Background: Tumor-associated macrophages (TAMs) are key components of the cancer microenvironment. This meta-analysis aimed to determine the association between TAMs and hepatocellular carcinoma (HCC). Methods: All studies investigating macrophages in HCC from January 2008 to May 2018 were retrieved by searching the Cochrane Library, EMBASE, PubMed, Chinese National Knowledge Infrastructure, and Wanfang databases. The associations of TAMs with overall survival (OS), disease-free survival (DFS) and the corresponding hazard ratios (HRs) or odds ratios (ORs) with 95% confidence intervals (CIs) were pooled for analysis.
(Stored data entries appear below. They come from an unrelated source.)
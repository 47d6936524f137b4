use serde::{Deserialize, Serialize};

/// Label shared by cached reads and the writes that make them stale
///
/// A tag without an id is generic (`"Booking"`), a tag with one is specific
/// (`{Booking, 7}`).
#[derive(Debug, Clone, PartialEq, Eq, Hash, PartialOrd, Ord, Serialize, Deserialize)]
pub struct Tag {
    pub kind: String,
    pub id: Option<String>,
}

impl Tag {
    /// Generic tag covering every record of a kind
    pub fn of(kind: impl Into<String>) -> Self {
        Self {
            kind: kind.into(),
            id: None,
        }
    }

    /// Tag for a single record
    pub fn with_id(kind: impl Into<String>, id: impl Into<String>) -> Self {
        Self {
            kind: kind.into(),
            id: Some(id.into()),
        }
    }

    pub fn is_generic(&self) -> bool {
        self.id.is_none()
    }

    /// Does invalidating `self` hit an entry that provided `provided`?
    ///
    /// Generic invalidation reaches every tag of the same kind, id or not.
    /// Specific invalidation only reaches the exact same tag.
    pub fn invalidates(&self, provided: &Tag) -> bool {
        self.kind == provided.kind && (self.is_generic() || self.id == provided.id)
    }
}

impl std::fmt::Display for Tag {
    fn fmt(&self, f: &mut std::fmt::Formatter<'_>) -> std::fmt::Result {
        match &self.id {
            Some(id) => write!(f, "{}:{}", self.kind, id),
            None => write!(f, "{}", self.kind),
        }
    }
}

#[cfg(test)]
mod tests {
    use super::*;

    #[test]
    fn test_generic_invalidates_everything_of_its_kind() {
        let generic = Tag::of("Booking");
        assert!(generic.invalidates(&Tag::of("Booking")));
        assert!(generic.invalidates(&Tag::with_id("Booking", "b1")));
        assert!(!generic.invalidates(&Tag::of("Review")));
    }

    #[test]
    fn test_specific_only_invalidates_exact_tag() {
        let specific = Tag::with_id("Booking", "b1");
        assert!(specific.invalidates(&Tag::with_id("Booking", "b1")));
        assert!(!specific.invalidates(&Tag::with_id("Booking", "b2")));
        assert!(!specific.invalidates(&Tag::of("Booking")));
    }

    #[test]
    fn test_display() {
        assert_eq!(Tag::of("Property").to_string(), "Property");
        assert_eq!(Tag::with_id("Property", "p1").to_string(), "Property:p1");
    }
}
use thiserror::Error;

#[derive(Error, Debug)]
pub enum CacheError {
    #[error("Storage error: {0}")]
    Storage(#[from] rusqlite::Error),

    #[error("Serialization error: {0}")]
    Serialization(#[from] serde_json::Error),

    #[error("IO error: {0}")]
    Io(#[from] std::io::Error),
}

pub type Result<T> = std::result::Result<T, CacheError>;

/// Why a query fetch failed
///
/// Stored on the cache entry and handed to every subscriber waiting on
/// the same fetch, so it has to be cheap to clone.
#[derive(Error, Debug, Clone, PartialEq, Eq)]
#[error("{message}")]
pub struct FetchError {
    /// HTTP status, when the server answered
    pub status: Option<u16>,
    pub message: String,
}

impl FetchError {
    pub fn new(status: Option<u16>, message: impl Into<String>) -> Self {
        Self {
            status,
            message: message.into(),
        }
    }

    pub fn is_not_found(&self) -> bool {
        self.status == Some(404)
    }
}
Heterogeneity was assessed by using the Q test and I2 statistic. Statistical analyses were performed with Stata 13.0. Results: Seventeen articles with a total of 3547 patients were included in this meta-analysis. The pooled analysis showed that a high density of M2 TAMs in intratumor (IT) was significantly correlated with OS (HR = 1.58, 95%CI = 1.15–2.00), and the subgroup analysis suggested the significant difference in CD206+M2 TAMs (HR = 1.74, 95%CI = 1.26–2.21). However, the high expression levels of CD68+M1 TAMs in the IT or peritumor (PT) were not related with OS (CD68 in IT:HR = 1.30, 95%CI = 0.88–1.72;CD68 in PT:HR = 1.39, 95%CI = 0.93–1.85). Furthermore, a high density of CD206+M2 TAMs in IT showed a significant association with vascular invasion (OR = 2.18, 95%CI = 1.38–3.44) and more advanced TNM stage (OR = 2.38, 95%CI = 1.12–5.07). Conclusions: CD68+M1 TAMs have no prognostic effects on OS.A high density of M2 TAMs in IT is associated with poor prognosis in HCC, and CD206+ M2 TAMs can be used as a prognostic biomarker in HCC. However, the limit sample sizes might cause potential publication bias, thus more trails on CD206 are needed.